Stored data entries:

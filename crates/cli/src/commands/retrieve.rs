//! Retrieve command handler.

use super::print_json;
use clap::Args;
use storyloom_core::{config::AppConfig, AppResult};
use storyloom_retrieval::config::load_config;

/// Find the chunks nearest to a query
#[derive(Args, Debug)]
pub struct RetrieveCommand {
    /// Query text
    pub query: String,

    /// Restrict the search to one category (unknown categories search everything)
    #[arg(long)]
    pub category: Option<String>,

    /// Number of chunks to return (default: `top_k` from retrieval.yaml)
    #[arg(short = 'k', long = "top-k")]
    pub top_k: Option<usize>,

    /// Output hits with positions and distances as JSON
    #[arg(long)]
    pub json: bool,
}

impl RetrieveCommand {
    pub async fn execute(&self, config: &AppConfig) -> AppResult<()> {
        tracing::info!("Executing retrieve command");
        tracing::debug!("Retrieve options: {:?}", self);

        let k = match self.top_k {
            Some(k) => k,
            None => load_config(&config.workspace)?.top_k,
        };

        let context = storyloom_retrieval::open(&config.workspace).await?;
        let hits = context
            .retrieve_scored(&self.query, self.category.as_deref(), k)
            .await;

        if self.json {
            return print_json(&hits);
        }

        if hits.is_empty() {
            println!("No matching chunks.");
            return Ok(());
        }

        for (rank, hit) in hits.iter().enumerate() {
            println!("[{}] chunk {} (distance {:.4})", rank + 1, hit.position, hit.distance);
            println!("{}", hit.text);
            println!();
        }

        Ok(())
    }
}
//! Story command handler.
//!
//! Opens the retrieval context only when a category is requested, generates
//! the story and records the session in `.storyloom/sessions.json`.

use super::print_json;
use clap::Args;
use serde::Serialize;
use storyloom_core::{config::AppConfig, AppResult};
use storyloom_llm::create_client;
use storyloom_story::{
    GenerationSettings, JsonFileSessionStore, SessionStore, StoryGenerator, StorySession,
    StoryTemplate,
};

/// Generate a story, optionally grounded in a category
#[derive(Args, Debug)]
pub struct StoryCommand {
    /// What the story should be about
    pub prompt: String,

    /// Category whose documents provide context
    #[arg(long)]
    pub category: Option<String>,

    /// User recorded with the session
    #[arg(short, long, env = "STORYLOOM_USER", default_value = "anonymous")]
    pub user: String,

    /// Temperature for generation (default: 0.5)
    #[arg(long)]
    pub temperature: Option<f32>,

    /// Maximum tokens in the story (default: 500)
    #[arg(long)]
    pub max_tokens: Option<u32>,

    /// Context chunks retrieved for the category (default: 2)
    #[arg(long)]
    pub context_k: Option<usize>,

    /// System prompt sent with the story request
    #[arg(long)]
    pub system: Option<String>,

    /// Output as JSON
    #[arg(long)]
    pub json: bool,
}

#[derive(Debug, Serialize)]
struct StoryOutput<'a> {
    session_id: &'a str,
    story: &'a str,
    model: &'a str,
    category: Option<&'a str>,
    context: &'a [String],
    timestamp: String,
}

impl StoryCommand {
    pub async fn execute(&self, config: &AppConfig) -> AppResult<()> {
        tracing::info!("Executing story command");
        tracing::debug!("Story options: {:?}", self);

        config.validate()?;

        let api_key = config.resolve_api_key(&config.provider);
        let client = create_client(
            &config.provider,
            config.provider_endpoint(&config.provider),
            api_key.as_deref(),
            config.request_timeout_secs,
        )?;

        let retrieval = match self.category {
            Some(_) => match storyloom_retrieval::open(&config.workspace).await {
                Ok(context) => Some(context),
                Err(e) => {
                    tracing::warn!("Corpus unavailable, generating without context: {}", e);
                    None
                }
            },
            None => None,
        };

        let generator = StoryGenerator::new(
            client,
            retrieval,
            StoryTemplate::load(&config.workspace)?,
            self.settings(config),
        );

        let outcome = generator
            .generate(&self.prompt, self.category.as_deref())
            .await?;

        let session = StorySession::new(
            &self.user,
            &self.prompt,
            self.category.clone(),
            &outcome.story,
        );
        let store = JsonFileSessionStore::for_workspace(&config.workspace);
        let session_id = store.record(&session)?;

        if self.json {
            return print_json(&StoryOutput {
                session_id: &session_id,
                story: &outcome.story,
                model: &outcome.model,
                category: self.category.as_deref(),
                context: &outcome.context,
                timestamp: session.timestamp.to_rfc3339(),
            });
        }

        println!("{}", outcome.story);
        Ok(())
    }

    fn settings(&self, config: &AppConfig) -> GenerationSettings {
        let mut settings = GenerationSettings::for_model(&config.model);
        if let Some(temperature) = self.temperature {
            settings.temperature = temperature;
        }
        if let Some(max_tokens) = self.max_tokens {
            settings.max_tokens = max_tokens;
        }
        if let Some(context_k) = self.context_k {
            settings.context_k = context_k;
        }
        settings.system = self.system.clone();
        settings
    }
}
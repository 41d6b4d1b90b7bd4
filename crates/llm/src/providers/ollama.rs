//! Ollama generation provider.
//!
//! Ollama API: https://github.com/ollama/ollama/blob/main/docs/api.md

use crate::client::{http_client, transport_error, LlmClient, LlmRequest, LlmResponse, LlmUsage};
use serde::{Deserialize, Serialize};
use std::time::Duration;
use storyloom_core::{AppError, AppResult};

/// Default Ollama endpoint.
pub const DEFAULT_OLLAMA_URL: &str = "http://localhost:11434";

/// Sampling options nested under `options` in the Ollama request.
#[derive(Debug, Serialize)]
struct OllamaOptions {
    #[serde(skip_serializing_if = "Option::is_none")]
    temperature: Option<f32>,
    #[serde(skip_serializing_if = "Option::is_none")]
    num_predict: Option<u32>,
}

/// Ollama API request format.
#[derive(Debug, Serialize)]
struct OllamaRequest {
    model: String,
    prompt: String,
    #[serde(skip_serializing_if = "Option::is_none")]
    system: Option<String>,
    options: OllamaOptions,
    stream: bool,
}

/// Ollama API response format.
#[derive(Debug, Deserialize)]
struct OllamaResponse {
    model: String,
    response: String,
    #[serde(default)]
    prompt_eval_count: Option<u32>,
    #[serde(default)]
    eval_count: Option<u32>,
}

/// Ollama generation client.
pub struct OllamaClient {
    base_url: String,
    timeout: Duration,
    client: reqwest::Client,
}

impl OllamaClient {
    /// Create a client for `base_url` with the given request timeout.
    pub fn new(base_url: impl Into<String>, timeout: Duration) -> AppResult<Self> {
        Ok(Self {
            base_url: base_url.into().trim_end_matches('/').to_string(),
            timeout,
            client: http_client(timeout)?,
        })
    }

    /// Convert LlmRequest to Ollama format.
    fn to_ollama_request(&self, request: &LlmRequest) -> OllamaRequest {
        OllamaRequest {
            model: request.model.clone(),
            prompt: request.prompt.clone(),
            system: request.system.clone(),
            options: OllamaOptions {
                temperature: request.temperature,
                num_predict: request.max_tokens,
            },
            stream: false,
        }
    }

    /// Convert Ollama response to LlmResponse.
    fn convert_response(&self, response: OllamaResponse) -> LlmResponse {
        LlmResponse {
            content: response.response,
            model: response.model,
            usage: LlmUsage::new(
                response.prompt_eval_count.unwrap_or(0),
                response.eval_count.unwrap_or(0),
            ),
        }
    }
}

#[async_trait::async_trait]
impl LlmClient for OllamaClient {
    fn provider_name(&self) -> &str {
        "ollama"
    }

    async fn complete(&self, request: &LlmRequest) -> AppResult<LlmResponse> {
        tracing::info!(model = %request.model, "Sending completion request to Ollama");

        let url = format!("{}/api/generate", self.base_url);

        let response = self
            .client
            .post(&url)
            .json(&self.to_ollama_request(request))
            .send()
            .await
            .map_err(|e| transport_error("Ollama", self.timeout, e))?;

        if !response.status().is_success() {
            let status = response.status();
            let error_text = response
                .text()
                .await
                .unwrap_or_else(|_| "Unknown error".to_string());
            return Err(AppError::Generation(format!(
                "Ollama API error ({}): {}",
                status, error_text
            )));
        }

        let ollama_response: OllamaResponse = response
            .json()
            .await
            .map_err(|e| transport_error("Ollama", self.timeout, e))?;

        tracing::debug!(
            "Received completion from Ollama ({} chars)",
            ollama_response.response.len()
        );

        Ok(self.convert_response(ollama_response))
    }
}

#[cfg(test)]
mod tests {
    use super::*;

    fn client() -> OllamaClient {
        OllamaClient::new("http://localhost:11434/", Duration::from_secs(60)).unwrap()
    }

    #[test]
    fn test_ollama_client_creation() {
        let client = client();
        assert_eq!(client.provider_name(), "ollama");
        assert_eq!(client.base_url, "http://localhost:11434");
    }

    #[test]
    fn test_ollama_request_conversion() {
        let request = LlmRequest::new("Hello", "llama3.2")
            .with_temperature(0.5)
            .with_max_tokens(500);

        let ollama_req = client().to_ollama_request(&request);
        assert_eq!(ollama_req.model, "llama3.2");
        assert!(!ollama_req.stream);

        let json = serde_json::to_value(&ollama_req).unwrap();
        assert_eq!(json["options"]["num_predict"], 500);
        assert_eq!(json["options"]["temperature"], 0.5);
    }

    #[test]
    fn test_ollama_response_conversion() {
        let raw = r#"{"model":"llama3.2","response":"Once upon a time","done":true,"prompt_eval_count":10,"eval_count":4}"#;
        let parsed: OllamaResponse = serde_json::from_str(raw).unwrap();
        let response = client().convert_response(parsed);
        assert_eq!(response.content, "Once upon a time");
        assert_eq!(response.usage.total_tokens, 14);
    }
}
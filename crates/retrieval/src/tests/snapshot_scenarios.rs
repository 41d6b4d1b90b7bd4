//! Persistence scenarios.

use super::{keyword_embedder, trigram_embedder, write_doc};
use crate::config::{get_snapshot_path, save_config, RetrievalConfig};
use crate::context::RetrievalContext;
use crate::embeddings::{Embedder, EmbeddingConfig};
use crate::extract::FileExtractor;
use std::fs;
use std::sync::Arc;
use storyloom_core::AppError;
use tempfile::TempDir;

const QUERIES: &[&str] = &["dragon", "frozen river", "starship", "gold hoard knight"];

#[tokio::test]
async fn test_saved_snapshot_answers_identically() {
    let temp = TempDir::new().unwrap();
    let root = temp.path().join("books");
    write_doc(&root, "fantasy", "a.txt", "the dragon guarded a hoard of gold");
    write_doc(&root, "fantasy", "b.txt", "a knight crossed the frozen river");
    write_doc(&root, "scifi", "a.txt", "the starship drifted past jupiter");

    let (built, _) = RetrievalContext::build(&root, Arc::new(FileExtractor), trigram_embedder(), 4)
        .await
        .unwrap();
    let path = temp.path().join("snapshot.bin");
    built.save(&path).unwrap();

    let loaded = RetrievalContext::load(&path, trigram_embedder()).unwrap();

    assert_eq!(loaded.store(), built.store());
    for query in QUERIES {
        for category in [None, Some("fantasy"), Some("scifi")] {
            assert_eq!(
                loaded.retrieve_scored(query, category, 3).await,
                built.retrieve_scored(query, category, 3).await
            );
        }
    }
}

#[tokio::test]
async fn test_snapshot_from_other_embedder_is_rejected() {
    let temp = TempDir::new().unwrap();
    let root = temp.path().join("books");
    write_doc(&root, "fantasy", "a.txt", "dragon castle");

    let (built, _) = RetrievalContext::build(&root, Arc::new(FileExtractor), trigram_embedder(), 500)
        .await
        .unwrap();
    let path = temp.path().join("snapshot.bin");
    built.save(&path).unwrap();

    let result = RetrievalContext::load(&path, keyword_embedder());
    assert!(matches!(result, Err(AppError::Snapshot(_))));
}

#[tokio::test]
async fn test_corrupt_snapshot_is_rebuilt_on_open() {
    let temp = TempDir::new().unwrap();
    let workspace = temp.path();
    write_doc(&workspace.join("books"), "fantasy", "a.txt", "dragon castle");

    let path = get_snapshot_path(workspace);
    fs::create_dir_all(path.parent().unwrap()).unwrap();
    fs::write(&path, b"SLSNAP01 but then nonsense").unwrap();

    assert!(matches!(
        RetrievalContext::load(&path, trigram_embedder()),
        Err(AppError::Snapshot(_))
    ));

    let context = crate::open(workspace).await.unwrap();
    assert_eq!(context.store().len(), 1);

    let workspace_embedder = Arc::new(Embedder::from_config(&EmbeddingConfig::default()).unwrap());
    let reloaded = RetrievalContext::load(&path, workspace_embedder).unwrap();
    assert_eq!(reloaded.store(), context.store());
}

#[tokio::test]
async fn test_workspace_ingest_and_stats() {
    let temp = TempDir::new().unwrap();
    let workspace = temp.path();
    save_config(
        workspace,
        &RetrievalConfig {
            chunk_size: 3,
            ..Default::default()
        },
    )
    .unwrap();
    write_doc(&workspace.join("books"), "A", "a.txt", "one two three four five six seven");
    write_doc(&workspace.join("books"), "B", "b.txt", "eight nine");

    assert!(matches!(
        crate::stats(workspace),
        Err(AppError::IndexUnavailable(_))
    ));

    let report = crate::ingest(workspace, None).await.unwrap();
    assert_eq!(report.chunks_indexed, 4);

    let stats = crate::stats(workspace).unwrap();
    assert_eq!(stats.chunks, 4);
    assert_eq!(stats.categories["A"], 3);
    assert_eq!(stats.categories["B"], 1);
    assert_eq!(stats.dimension, Some(384));
    assert_eq!(stats.chunk_size, 3);
    assert!(stats.file_size_bytes > 0);
}

#[tokio::test]
async fn test_ingest_with_corpus_override() {
    let temp = TempDir::new().unwrap();
    let workspace = temp.path().join("ws");
    let library = temp.path().join("library");
    write_doc(&library, "myth", "zeus.txt", "thunder on olympus");

    let report = crate::ingest(&workspace, Some(&library)).await.unwrap();
    assert_eq!(report.chunks_indexed, 1);

    let context = crate::open(&workspace).await.unwrap();
    assert_eq!(context.retrieve("thunder", Some("myth"), 1).await.len(), 1);
}

#[tokio::test]
async fn test_empty_corpus_snapshot_roundtrip() {
    let temp = TempDir::new().unwrap();
    let workspace = temp.path();

    let report = crate::ingest(workspace, None).await.unwrap();
    assert_eq!(report.chunks_indexed, 0);

    let stats = crate::stats(workspace).unwrap();
    assert_eq!(stats.chunks, 0);
    assert_eq!(stats.dimension, None);

    let context = crate::open(workspace).await.unwrap();
    assert!(context.retrieve("anything", None, 5).await.is_empty());
}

What is needed:
Copy every line above in which the string "parsed" shows up.

Answer to this exercise:
        let parsed: OllamaResponse = serde_json::from_str(raw).unwrap();
        let response = client().convert_response(parsed);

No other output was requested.